TASK ITEM ::
The required output consists solely of the lines from the line containing "if check_value(self, default.clone(), &mut" through the end of the records, copied exactly.

Stored data entries
>>>>
#[derive(Error, Debug, Clone, PartialEq)]
pub enum SchemaError {
    #[error("schema `{0}` declares no required field")]
    NoRequiredField(String),
    #[error("schema `{schema}` declares field `{field}` more than once")]
    DuplicateField { schema: String, field: String },
    #[error("field `{field}`: {reason}")]
    InvalidConstraint { field: String, reason: String },
}

/// Semantic type of a schema field.
#[derive(Debug, Clone, Copy, PartialEq, Eq, Serialize)]
#[serde(rename_all = "snake_case")]
pub enum FieldKind {
    Text,
    OptionalText,
    Number,
    TextList,
    Object,
}

impl FieldKind {
    fn json_type(self) -> Value {
        match self {
            FieldKind::Text => json!("string"),
            FieldKind::OptionalText => json!(["string", "null"]),
            FieldKind::Number => json!("number"),
            FieldKind::TextList => json!("array"),
            FieldKind::Object => json!("object"),
        }
    }

    fn expected(self) -> &'static str {
        match self {
            FieldKind::Text => "string",
            FieldKind::OptionalText => "string or null",
            FieldKind::Number => "number",
            FieldKind::TextList => "array of strings",
            FieldKind::Object => "object",
        }
    }
}

/// A single constraint on a field value.
#[derive(Debug, Clone, PartialEq, Serialize)]
#[serde(tag = "type", rename_all = "snake_case")]
pub enum Constraint {
    /// Upper bound on text length, counted in characters.
    MaxChars { max: usize },
    /// Bounds on the number of list items.
    ItemCount {
        min: Option<usize>,
        max: Option<usize>,
    },
    /// Inclusive numeric range.
    Range { min: f64, max: f64 },
}

/// Declaration of one field in an [`OutputSchema`].
#[derive(Debug, Clone, PartialEq, Serialize)]
pub struct FieldSpec {
    name: String,
    kind: FieldKind,
    description: String,
    constraints: Vec<Constraint>,
    #[serde(skip_serializing_if = "Option::is_none")]
    default: Option<Value>,
}

impl FieldSpec {
    fn new(name: &str, kind: FieldKind, description: &str) -> Self {
        Self {
            name: name.to_string(),
            kind,
            description: description.to_string(),
            constraints: Vec::new(),
            default: None,
        }
    }

    pub fn text(name: &str, description: &str) -> Self {
        Self::new(name, FieldKind::Text, description)
    }

    pub fn optional_text(name: &str, description: &str) -> Self {
        Self::new(name, FieldKind::OptionalText, description)
    }

    pub fn number(name: &str, description: &str) -> Self {
        Self::new(name, FieldKind::Number, description)
    }

    pub fn text_list(name: &str, description: &str) -> Self {
        Self::new(name, FieldKind::TextList, description)
    }

    pub fn object(name: &str, description: &str) -> Self {
        Self::new(name, FieldKind::Object, description)
    }

    pub fn max_chars(mut self, max: usize) -> Self {
        self.constraints.push(Constraint::MaxChars { max });
        self
    }

    pub fn items(mut self, min: Option<usize>, max: Option<usize>) -> Self {
        self.constraints.push(Constraint::ItemCount { min, max });
        self
    }

    pub fn range(mut self, min: f64, max: f64) -> Self {
        self.constraints.push(Constraint::Range { min, max });
        self
    }

    /// Value used when the model omits the field. A field with a default is
    /// not required.
    pub fn with_default(mut self, value: Value) -> Self {
        self.default = Some(value);
        self
    }

    pub fn name(&self) -> &str {
        &self.name
    }

    pub fn kind(&self) -> FieldKind {
        self.kind
    }

    pub fn constraints(&self) -> &[Constraint] {
        &self.constraints
    }

    pub fn is_required(&self) -> bool {
        self.default.is_none() && self.kind != FieldKind::OptionalText
    }

    fn check_declaration(&self) -> Result<(), SchemaError> {
        let invalid = |reason: String| SchemaError::InvalidConstraint {
            field: self.name.clone(),
            reason,
        };
        if self.name.trim().is_empty() {
            return Err(invalid("field name is empty".to_string()));
        }
        for constraint in &self.constraints {
            match (constraint, self.kind) {
                (Constraint::MaxChars { .. }, FieldKind::Text | FieldKind::OptionalText) => {}
                (Constraint::ItemCount { min, max }, FieldKind::TextList) => {
                    if let (Some(min), Some(max)) = (min, max) {
                        if min > max {
                            return Err(invalid(format!("item count min {min} > max {max}")));
                        }
                    }
                }
                (Constraint::Range { min, max }, FieldKind::Number) => {
                    if !(min <= max) {
                        return Err(invalid(format!("range [{min}, {max}] is empty")));
                    }
                }
                (constraint, kind) => {
                    return Err(invalid(format!(
                        "constraint {constraint:?} does not apply to {kind:?} fields"
                    )));
                }
            }
        }
        if let Some(default) = &self.default {
            let mut scratch = Vec::new();
            if check_value(self, default.clone(), &mut scratch).is_none() || !scratch.is_empty() {
                return Err(invalid("default value violates the field's own constraints".to_string()));
            }
        }
        Ok(())
    }
}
<<<<
RESULT FOR THIS TASK ::
            if check_value(self, default.clone(), &mut scratch).is_none() || !scratch.is_empty() {
                return Err(invalid("default value violates the field's own constraints".to_string()));
            }
        }
        Ok(())
    }
}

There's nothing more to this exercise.